A secondary reason, and for readership background, we have a little fun over in the Sonoma Valley where I live, and routinely snub or eschew Napa wines for our home-grown favorites. We’ll even invoke the standard line that I first heard in the Central Coast wine region around Paso Robles, and one winery actually sold T-shirts, with the words printed on the back: “Napa is for Auto Parts.”


I started changing my mind about The Prisoner just a couple months ago. We were in Hawaii and our first night in Kapa’a (on Kauai), we did take out from a roadside grill shack called Chicken In a Barrel, where they smoke and BBQ chicken and ribs. FUCK! Talk about delicious! It was so good that we went back the next night. The only difference is that day we had stocked up the time share condo kitchen with groceries, spirits and wine from the local Safeway, which included a bottle of The Prisoner. We drank The Prisoner the second time we had Chicken In A Barrel. What a brilliant pairing!
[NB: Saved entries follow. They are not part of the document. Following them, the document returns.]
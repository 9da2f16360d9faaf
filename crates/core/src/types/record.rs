//! The contract every stored entity satisfies.

use core::fmt::{Debug, Display};

use serde::Serialize;
use serde::de::DeserializeOwned;

use super::Bucket;

/// A row in one of the site's tables whose image lives in a paired bucket.
///
/// `Fields` is the writable subset of the row: everything except the
/// server-generated `id` and `created_at`.
pub trait Record: Serialize + DeserializeOwned + Clone + Debug + Send + Sync + 'static {
    /// Type-safe id of the row.
    type Id: Copy + Display + Debug + Send + Sync + 'static;
    /// Column values sent on insert and update.
    type Fields: Serialize + Debug + Send + Sync;

    /// Table name in the hosted database.
    const TABLE: &'static str;
    /// Bucket holding this entity's images.
    const BUCKET: Bucket;
    /// Human-readable noun used in messages ("product", "gallery item").
    const NOUN: &'static str;

    /// The row's id.
    fn id(&self) -> Self::Id;

    /// Public URL of the row's stored image, if it has one.
    fn image_url(&self) -> Option<&str>;
}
I did not give the wine another thought until that Friday after Thanksgiving in 2023. The Prisoner is a very worthy winery, and affordable by Napa standards. I’m even thinking about joining its wine club. If a winery can satisfy my palette with three of my favorite wines to drink – Viognier for a white, Rose for any occasion, and Red Blends with a variety of foods, I have to change my mind about the wine and where it is produced.

Combine the total beauty of the Napa Valley, with its forested slopes on the western side of the valley and craggy, mountainous crests on the eastern ridgeline, and all those glorious vineyards in between, the delightful flight of wines we tasted at Chateau Montelena (great Merlot), I encourage everyone to do more than just give Napa a chance. Go and enjoy what the region does best – which is making and serving world-class wines.

Comfort Food

Of all the emotions, fondness may be the sweetest. It’s not a ‘hard’ emotion, like love or anger. Those are full-spectrum emotions, charged with loads of energy, and perhaps some history to arriving at those respective places, at those specific times. Nor is it a complicated emotion, like disappointment, which is full of nuance and metaphorically speaking, like taking a winding path through a forest – there is a same-ness to what you see but because you are traveling in an indirect line, there’s a new-ness to what you see, also. Plus, disappointed is a small act of betrayal, and comes with thoughts of ‘what could have been.’ It’s fair to point out, that while others may disappoint us, we sometimes disappoint ourselves.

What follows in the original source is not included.